Assignment » Each line below from the one containing "pub const DARK_COLOR_BOOST: f64 = 1.0;" through the one containing "pub const DEFAULT_RESOLUTIONS: [usize;" should be output exactly as it stands, and no other line should appear.

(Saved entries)
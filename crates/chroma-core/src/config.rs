//! Engine configuration. Every field has a default, so partial config files
//! deserialize cleanly.

use std::collections::BTreeSet;

use serde::{Deserialize, Serialize};

use crate::constants::{
    DARK_BOOST_THRESHOLD, DARK_COLOR_BOOST, DEFAULT_COLOR_DEPTH, DEFAULT_MAX_COLORS,
    DEFAULT_MAX_ITER, DEFAULT_RADIUS, DEFAULT_RESOLUTIONS, DEFAULT_SEED, DEFAULT_TOLERANCE,
    GRAYSCALE_DISTANCE_SCALE, GRAYSCALE_THRESHOLD,
};
use crate::error::ConfigError;

#[derive(Clone, Debug, PartialEq, Serialize, Deserialize)]
#[serde(default)]
pub struct QuantizeConfig {
    /// Bits kept per channel. Fractional depths are honored exactly.
    pub depth: f64,
}

impl Default for QuantizeConfig {
    fn default() -> Self {
        Self {
            depth: DEFAULT_COLOR_DEPTH,
        }
    }
}

impl QuantizeConfig {
    pub fn validate(&self) -> Result<(), ConfigError> {
        if !self.depth.is_finite() || self.depth <= 0.0 || self.depth > 8.0 {
            return Err(ConfigError::InvalidDepth(self.depth));
        }
        Ok(())
    }
}

#[derive(Clone, Debug, PartialEq, Serialize, Deserialize)]
#[serde(default)]
pub struct ProjectionConfig {
    pub radius: f64,
    pub grayscale_threshold: f64,
    pub dark_boost_threshold: f64,
    pub dark_color_boost: f64,
    pub grayscale_distance_scale: f64,
}

impl Default for ProjectionConfig {
    fn default() -> Self {
        Self {
            radius: DEFAULT_RADIUS,
            grayscale_threshold: GRAYSCALE_THRESHOLD,
            dark_boost_threshold: DARK_BOOST_THRESHOLD,
            dark_color_boost: DARK_COLOR_BOOST,
            grayscale_distance_scale: GRAYSCALE_DISTANCE_SCALE,
        }
    }
}

impl ProjectionConfig {
    pub fn validate(&self) -> Result<(), ConfigError> {
        if !self.radius.is_finite() || self.radius <= 0.0 {
            return Err(ConfigError::InvalidRadius(self.radius));
        }
        let thresholds = [
            ("grayscale_threshold", self.grayscale_threshold),
            ("dark_boost_threshold", self.dark_boost_threshold),
            ("dark_color_boost", self.dark_color_boost),
            ("grayscale_distance_scale", self.grayscale_distance_scale),
        ];
        for (name, value) in thresholds {
            if !value.is_finite() {
                return Err(ConfigError::InvalidThreshold { name, value });
            }
        }
        Ok(())
    }
}

/// How repeated observations of one color weigh in clustering.
#[derive(Clone, Copy, Debug, PartialEq, Eq, Default, Serialize, Deserialize)]
#[serde(rename_all = "lowercase")]
pub enum PopulationMode {
    /// Every observed sample counts; a color seen n times has weight n.
    #[default]
    Weighted,
    /// Each distinct color counts once.
    Distinct,
}

#[derive(Clone, Debug, PartialEq, Serialize, Deserialize)]
#[serde(default)]
pub struct ClusterConfig {
    pub resolutions: BTreeSet<usize>,
    pub max_iter: usize,
    pub tolerance: f64,
    pub seed: u64,
    pub population: PopulationMode,
}

impl Default for ClusterConfig {
    fn default() -> Self {
        Self {
            resolutions: DEFAULT_RESOLUTIONS.into_iter().collect(),
            max_iter: DEFAULT_MAX_ITER,
            tolerance: DEFAULT_TOLERANCE,
            seed: DEFAULT_SEED,
            population: PopulationMode::default(),
        }
    }
}

impl ClusterConfig {
    pub fn validate(&self) -> Result<(), ConfigError> {
        if self.resolutions.is_empty() {
            return Err(ConfigError::EmptyResolutions);
        }
        if let Some(&k) = self.resolutions.iter().find(|&&k| k == 0) {
            return Err(ConfigError::InvalidResolution(k));
        }
        if self.max_iter == 0 {
            return Err(ConfigError::InvalidIterationCap(self.max_iter));
        }
        if !self.tolerance.is_finite() || self.tolerance < 0.0 {
            return Err(ConfigError::InvalidTolerance(self.tolerance));
        }
        Ok(())
    }
}

/// Full configuration surface of the engine.
#[derive(Clone, Debug, PartialEq, Serialize, Deserialize)]
#[serde(default)]
pub struct EngineConfig {
    pub quantize: QuantizeConfig,
    pub projection: ProjectionConfig,
    pub cluster: ClusterConfig,
    /// Hard cap on distinct colors retained. `None` means unbounded.
    pub max_colors: Option<usize>,
}

impl Default for EngineConfig {
    fn default() -> Self {
        Self {
            quantize: QuantizeConfig::default(),
            projection: ProjectionConfig::default(),
            cluster: ClusterConfig::default(),
            max_colors: Some(DEFAULT_MAX_COLORS),
        }
    }
}

impl EngineConfig {
    pub fn validate(&self) -> Result<(), ConfigError> {
        self.quantize.validate()?;
        self.projection.validate()?;
        self.cluster.validate()
    }
}
/// Identifies the quantization formula `floor(c / 2^(8 - depth)) * 2^(8 - depth)`.
/// Bump whenever the formula changes; stored timelines and artifacts carry it.
pub const QUANTIZER_VERSION: u32 = 1;

/// Default quantization bit depth per channel.
pub const DEFAULT_COLOR_DEPTH: f64 = 4.0;

/// Largest value a packed 24-bit color key can take.
pub const MAX_COLOR_KEY: u32 = 0x00FF_FFFF;

/// HSL saturation below which a color is laid out as gray.
pub const GRAYSCALE_THRESHOLD: f64 = 0.15;

/// HSL lightness below which the dark boost applies.
pub const DARK_BOOST_THRESHOLD: f64 = 0.5;

/// Multiplier applied to the radial distance of dark colors.
pub const DARK_COLOR_BOOST: f64 = 1.0;

/// Radial scale applied to gray colors after the dark boost.
pub const GRAYSCALE_DISTANCE_SCALE: f64 = 0.8;

/// Default outer radius of the color wheel.
pub const DEFAULT_RADIUS: f64 = 100.0;

/// Channel weights of the gray angle hash: (31r + 17g + 7b) mod 360.
pub const GRAY_HASH_WEIGHTS: [u32; 3] = [31, 17, 7];

/// Default clustering resolutions (cluster counts).
pub const DEFAULT_RESOLUTIONS: [usize; 5] = [4, 8, 16, 32, 64];

/// Default per-resolution Lloyd iteration cap.
pub const DEFAULT_MAX_ITER: usize = 300;

/// Default convergence tolerance, relative to the population's mean channel variance.
pub const DEFAULT_TOLERANCE: f64 = 1e-4;

/// Default clustering seed.
pub const DEFAULT_SEED: u64 = 42;

/// Default cap on distinct colors retained across the whole timeline.
pub const DEFAULT_MAX_COLORS: usize = 10_000;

Task output »
pub const DARK_COLOR_BOOST: f64 = 1.0;

/// Radial scale applied to gray colors after the dark boost.
pub const GRAYSCALE_DISTANCE_SCALE: f64 = 0.8;

/// Default outer radius of the color wheel.
pub const DEFAULT_RADIUS: f64 = 100.0;

/// Channel weights of the gray angle hash: (31r + 17g + 7b) mod 360.
pub const GRAY_HASH_WEIGHTS: [u32; 3] = [31, 17, 7];

/// Default clustering resolutions (cluster counts).
pub const DEFAULT_RESOLUTIONS: [usize; 5] = [4, 8, 16, 32, 64];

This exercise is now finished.